Multiple efforts have gone into developing materials for PDC education. The challenge is to connect the instructors with these materials. Collections of materials like PDCUnplugged, CSinParallel, or Peachy assignments are useful, but they are narrowly scoped.
To be able to quickly identify materials, we need to curate PDC educational content and index them, so as to be able to easily find materials that can be integrated within a particular class, accounting for goals (engagement, explanations, practice), topics, technologies, instructor knowledge, and student population. Systems like CS Materials that offer the combination of search and analyses capabilities to facilitate curation will be key. There may need to be community discussion to identify what dimensions need to go in such an index to be most helpful. For this to be succesful, this would require a significant effort from the community to contribute and classify their learning materials. But notice that such an effort requires a different type of skill than content creation. It enables a different type of expert to make meaningful contributions toward PDC adoption.

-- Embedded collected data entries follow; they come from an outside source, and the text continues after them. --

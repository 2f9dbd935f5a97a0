//! Delimited-file loader producing a [`Dataset`].

use std::fs::File;
use std::io::Read;
use std::path::{Path, PathBuf};

use tracing::{debug, info, instrument};

use crate::data::dataset::Dataset;
use crate::error::TreeError;

/// Reads a header-first delimited file into a [`Dataset`].
///
/// Expected format:
/// - Header row required, one name per column
/// - One row per example, every row as wide as the header
/// - Cells are trimmed; a column whose cells all parse as finite numbers is continuous
///
/// # Errors
///
/// | Variant | Condition |
/// |---|---|
/// | [`TreeError::FileNotFound`] | File doesn't exist or is unreadable |
/// | [`TreeError::CsvParse`] | Malformed record |
/// | [`TreeError::InconsistentRowLength`] | Row has a different cell count than the header |
/// | [`TreeError::MissingTargetColumn`] | Target column not in the header |
/// | [`TreeError::EmptyDataset`] | Zero data rows after the header |
pub struct DatasetReader {
    path: PathBuf,
    delimiter: u8,
}

impl DatasetReader {
    pub fn new(path: impl AsRef<Path>) -> Self {
        Self {
            path: path.as_ref().to_path_buf(),
            delimiter: b',',
        }
    }

    #[must_use]
    pub fn with_delimiter(mut self, delimiter: u8) -> Self {
        self.delimiter = delimiter;
        self
    }

    pub fn path(&self) -> &Path {
        &self.path
    }

    /// Opens the file and reads it with `target` as the class column.
    #[instrument(skip(self), fields(path = %self.path.display()))]
    pub fn read(&self, target: &str) -> Result<Dataset, TreeError> {
        let file = File::open(&self.path).map_err(|source| TreeError::FileNotFound {
            path: self.path.clone(),
            source,
        })?;
        let dataset = self.read_from(file, target)?;
        info!(
            rows = dataset.n_rows(),
            attributes = dataset.n_attributes(),
            classes = dataset.n_classes(),
            "dataset loaded"
        );
        Ok(dataset)
    }

    /// Reads from any byte source; `path` is only used in error messages.
    pub fn read_from<R: Read>(&self, source: R, target: &str) -> Result<Dataset, TreeError> {
        // flexible so that ragged rows surface as InconsistentRowLength
        let mut rdr = csv::ReaderBuilder::new()
            .has_headers(true)
            .flexible(true)
            .trim(csv::Trim::All)
            .delimiter(self.delimiter)
            .from_reader(source);

        let header = rdr
            .headers()
            .map_err(|source| self.csv_error(source))?
            .iter()
            .map(str::to_string)
            .collect::<Vec<_>>();
        debug!(columns = header.len(), "read header");
        if header.iter().all(String::is_empty) {
            return Err(TreeError::EmptyHeader);
        }

        let mut rows = Vec::new();
        for result in rdr.records() {
            let record = result.map_err(|source| self.csv_error(source))?;
            rows.push(record.iter().map(str::to_string).collect::<Vec<_>>());
        }
        debug!(rows = rows.len(), "read records");

        Dataset::from_records(header, rows, target)
    }

    fn csv_error(&self, source: csv::Error) -> TreeError {
        TreeError::CsvParse {
            path: self.path.clone(),
            source,
        }
    }
}
//! Decision Tree Classifier
use crate::data::dataset::Dataset;
use crate::error::TreeError;
use crate::render::dot::{to_dot, EdgeLabelStyle};
use crate::trees::builder::TreeBuilder;
use crate::trees::node::TreeNode;
use crate::trees::params::TreeParams;
use crate::trees::strategy::{Algorithm, C45Strategy, CartStrategy, Id3Strategy};
use tracing::info;

/// Induces and holds one classification tree.
#[derive(Clone, Debug)]
pub struct DecisionTreeClassifier {
    algorithm: Algorithm,
    params: TreeParams,
    root: Option<TreeNode>,
}

impl DecisionTreeClassifier {
    /// Creates a new classifier with default parameters.
    pub fn new(algorithm: Algorithm) -> Self {
        Self {
            algorithm,
            params: TreeParams::new(),
            root: None,
        }
    }

    /// Creates a new classifier with custom stopping rules.
    ///
    /// # Arguments
    ///
    /// * `algorithm` - The splitting strategy.
    /// * `min_samples_split` - The minimum number of rows required to split a node.
    /// * `max_depth` - The maximum depth of the tree.
    ///
    /// # Errors
    ///
    /// This method will return an error if the minimum number of rows to split is less than 2 or if the maximum depth is less than 1.
    pub fn with_params(
        algorithm: Algorithm,
        min_samples_split: Option<u16>,
        max_depth: Option<u16>,
    ) -> Result<Self, TreeError> {
        let mut tree = Self::new(algorithm);
        tree.set_min_samples_split(min_samples_split.unwrap_or(2))?;
        tree.set_max_depth(max_depth)?;
        Ok(tree)
    }

    pub fn algorithm(&self) -> Algorithm {
        self.algorithm
    }

    pub fn params(&self) -> &TreeParams {
        &self.params
    }

    pub fn set_min_samples_split(&mut self, min_samples_split: u16) -> Result<(), TreeError> {
        self.params.set_min_samples_split(min_samples_split)
    }

    pub fn set_max_depth(&mut self, max_depth: Option<u16>) -> Result<(), TreeError> {
        self.params.set_max_depth(max_depth)
    }

    pub fn set_c45_categorical_gain_ratio(&mut self, enabled: bool) {
        self.params.set_c45_categorical_gain_ratio(enabled);
    }

    /// Builds the tree from a dataset, replacing any previous one.
    ///
    /// # Errors
    ///
    /// Only returns an error if the induced tree violates a node invariant,
    /// which the builder never produces for a loaded [`Dataset`].
    pub fn fit(&mut self, dataset: &Dataset) -> Result<&TreeNode, TreeError> {
        let tree = match self.algorithm {
            Algorithm::Id3 => TreeBuilder::new(Id3Strategy, &self.params).build(dataset)?,
            Algorithm::C45 => {
                let strategy = C45Strategy::with_categorical_gain_ratio(
                    self.params.c45_categorical_gain_ratio(),
                );
                TreeBuilder::new(strategy, &self.params).build(dataset)?
            }
            Algorithm::Cart => TreeBuilder::new(CartStrategy, &self.params).build(dataset)?,
        };
        info!(
            algorithm = %self.algorithm,
            depth = tree.depth(),
            leaves = tree.n_leaves(),
            "finished building the tree"
        );
        Ok(self.root.insert(tree))
    }

    /// The tree built by the last [`fit`](Self::fit).
    ///
    /// # Errors
    ///
    /// Returns [`TreeError::TreeNotBuilt`] before the first `fit`.
    pub fn tree(&self) -> Result<&TreeNode, TreeError> {
        self.root.as_ref().ok_or(TreeError::TreeNotBuilt)
    }

    pub fn to_json(&self, pretty: bool) -> Result<String, TreeError> {
        self.tree()?.to_json_string(pretty)
    }

    /// Graphviz source for the built tree, labelled in this algorithm's style.
    pub fn to_dot(&self) -> Result<String, TreeError> {
        to_dot(self.tree()?, EdgeLabelStyle::for_algorithm(self.algorithm))
    }
}
//! Depth-first induction loop shared by every [`SplitStrategy`].
//!
//! Pending nodes live in an arena and are resolved from an explicit work
//! stack, so tree height is bounded by memory rather than the call stack.
//! Children are always allocated after their parent, which lets the final
//! tree be assembled by walking the arena backwards.
use crate::data::dataset::{Dataset, DatasetView};
use crate::error::TreeError;
use crate::trees::node::{Branch, BranchKey, SplitTest, TreeNode};
use crate::trees::params::TreeParams;
use crate::trees::selector::select_attribute;
use crate::trees::split::{SplitCandidate, SplitRule};
use crate::trees::strategy::SplitStrategy;
use tracing::{debug, instrument, trace};

enum Slot {
    Pending,
    Leaf(usize),
    Decision {
        test: SplitTest,
        branches: Vec<(BranchKey, usize)>,
    },
}

struct Task<'d> {
    view: DatasetView<'d>,
    attributes: Vec<usize>,
    depth: usize,
    slot: usize,
}

pub struct TreeBuilder<S: SplitStrategy> {
    strategy: S,
    min_samples_split: usize,
    max_depth: Option<usize>,
}

impl<S: SplitStrategy> TreeBuilder<S> {
    pub fn new(strategy: S, params: &TreeParams) -> Self {
        Self {
            strategy,
            min_samples_split: params.min_samples_split().into(),
            max_depth: params.max_depth().map(usize::from),
        }
    }

    pub fn strategy(&self) -> &S {
        &self.strategy
    }

    /// Induces a tree over every row and attribute of `dataset`.
    #[instrument(skip_all, fields(algorithm = %self.strategy.algorithm(), rows = dataset.n_rows()))]
    pub fn build(&self, dataset: &Dataset) -> Result<TreeNode, TreeError> {
        let mut arena = vec![Slot::Pending];
        let mut stack = vec![Task {
            view: dataset.view(),
            attributes: (0..dataset.n_attributes()).collect(),
            depth: 0,
            slot: 0,
        }];

        while let Some(task) = stack.pop() {
            let slot = task.slot;
            let resolved = self.resolve(task, &mut arena, &mut stack)?;
            arena[slot] = resolved;
        }

        let tree = assemble(dataset, arena)?;
        debug!(
            depth = tree.depth(),
            nodes = tree.n_nodes(),
            leaves = tree.n_leaves(),
            "tree built"
        );
        Ok(tree)
    }

    /// Decides one node, queueing its children on `stack` in pre-order.
    fn resolve<'d>(
        &self,
        task: Task<'d>,
        arena: &mut Vec<Slot>,
        stack: &mut Vec<Task<'d>>,
    ) -> Result<Slot, TreeError> {
        let Task {
            view,
            attributes,
            depth,
            ..
        } = task;

        if let Some(label) = view.pure_label() {
            trace!(depth, rows = view.len(), "pure leaf");
            return Ok(Slot::Leaf(label));
        }
        if attributes.is_empty()
            || view.len() < self.min_samples_split
            || self.max_depth.is_some_and(|max| depth >= max)
        {
            return majority_leaf(&view);
        }
        let Some(candidate) = select_attribute(&self.strategy, &view, &attributes) else {
            trace!(depth, rows = view.len(), "no usable attribute");
            return majority_leaf(&view);
        };

        let dataset = view.dataset();
        let name = dataset.attribute(candidate.attribute).name().to_string();
        debug!(
            depth,
            rows = view.len(),
            attribute = %name,
            score = candidate.score,
            "split selected"
        );

        let child_attributes = if self.strategy.retains_attribute(&candidate.rule) {
            attributes
        } else {
            attributes
                .into_iter()
                .filter(|&attribute| attribute != candidate.attribute)
                .collect()
        };

        let SplitCandidate {
            attribute, rule, ..
        } = candidate;
        let (test, children) = match rule {
            SplitRule::Multiway => {
                let children = view
                    .partition_by_value(attribute)
                    .into_iter()
                    .map(|(value, child)| (BranchKey::Value(value), child))
                    .collect::<Vec<_>>();
                (SplitTest::Multiway { attribute: name }, children)
            }
            SplitRule::Threshold(threshold) => {
                let (left, right) = view.split_on_threshold(attribute, threshold);
                if left.is_empty() || right.is_empty() {
                    return majority_leaf(&view);
                }
                let test = SplitTest::LessOrEqual {
                    attribute: name,
                    threshold,
                };
                (test, vec![(BranchKey::Yes, left), (BranchKey::No, right)])
            }
            SplitRule::Equals(value) => {
                let (same, other) = view.split_on_value(attribute, &value);
                if same.is_empty() || other.is_empty() {
                    return majority_leaf(&view);
                }
                let test = SplitTest::Equals {
                    attribute: name,
                    value,
                };
                (test, vec![(BranchKey::Yes, same), (BranchKey::No, other)])
            }
        };

        let mut branches = Vec::with_capacity(children.len());
        let mut queued = Vec::with_capacity(children.len());
        for (key, child) in children {
            let child_slot = arena.len();
            if child.is_empty() {
                // an empty partition inherits the parent's majority
                arena.push(majority_leaf(&view)?);
            } else {
                arena.push(Slot::Pending);
                queued.push(Task {
                    view: child,
                    attributes: child_attributes.clone(),
                    depth: depth + 1,
                    slot: child_slot,
                });
            }
            branches.push((key, child_slot));
        }
        stack.extend(queued.into_iter().rev());

        Ok(Slot::Decision { test, branches })
    }
}

fn majority_leaf(view: &DatasetView<'_>) -> Result<Slot, TreeError> {
    view.majority_label()
        .map(Slot::Leaf)
        .ok_or(TreeError::EmptyDataset)
}

fn assemble(dataset: &Dataset, arena: Vec<Slot>) -> Result<TreeNode, TreeError> {
    let mut built: Vec<Option<TreeNode>> = (0..arena.len()).map(|_| None).collect();
    for (index, slot) in arena.into_iter().enumerate().rev() {
        let node = match slot {
            Slot::Leaf(class) => TreeNode::leaf(dataset.class_name(class)),
            Slot::Decision { test, branches } => {
                let branches = branches
                    .into_iter()
                    .map(|(key, child)| {
                        built[child]
                            .take()
                            .map(|node| Branch::new(key, node))
                            .ok_or(TreeError::TreeNotBuilt)
                    })
                    .collect::<Result<Vec<_>, _>>()?;
                TreeNode::decision(test, branches)?
            }
            Slot::Pending => return Err(TreeError::TreeNotBuilt),
        };
        built[index] = Some(node);
    }
    built
        .into_iter()
        .next()
        .flatten()
        .ok_or(TreeError::TreeNotBuilt)
}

Instructors can be wary of teaching content on which they are not experts. And not many CS instructors have receieved formal training in parallel computing, the majority having taken at most a single related class in graduate school. Acknowledging and addressing that issue upfront will be critical.
One approach that is centered around courseware lies in developing instructor packages that explain how to teach the content and give more context and more complex information.
The idea is to bring the instructor to a higher level of understanding of the content. This is done in many US K-12 schools where teachers use well crafted packages on topics they lack deep or foundational understanding. Some of the chapters in the CDER books [4], [5] are designed for the benefit of instructors. A second approach is to directly train instructors through workshops. This is an approach that has been used in efforts like iPDC, CSinParallel, and CDER who organize instructor training workshops. While this approach has trained hundreds of instructors, scaling to 30,000 CS professors (as per US Bureau of Labor Statistics) will require the trained instructors train other instructors themselves.
Both instructor packages and workshop approaches will require coordinated efforts and commitments from the community, to make sure the efforts synergize and are communicated widely for maximum impact.
All these strategies assume that instructors are convinced of the importance of integrating PDC in their courses, have the will and time to perform this integration, and are allowed to perform the change. But in many cases, radical changes like this only happen once the degree programs change.
To enable such a change, we will need to engage with a different set of actors: program and department administrators, program educational committees, certification agencies (SACS, ABET). The community will need to gather the evidence to make the case from technical, social, and economical perspectives, so as to convince these actors.
The courseware approach to PDC adoption has delivered slower than expected outcomes. We presented in this position paper the factors that we believe contribute to the slow adoption. While this paper certainly has a US bias, we believe that the core issues and solutions apply globally.
We will not succeed as disjoint small groups of experts. We need to pull efforts together and form a concerted front to address the PDC adoption challenge as content developers, content remixers, content curators, PDC course designers, instructor trainers, and public advocators.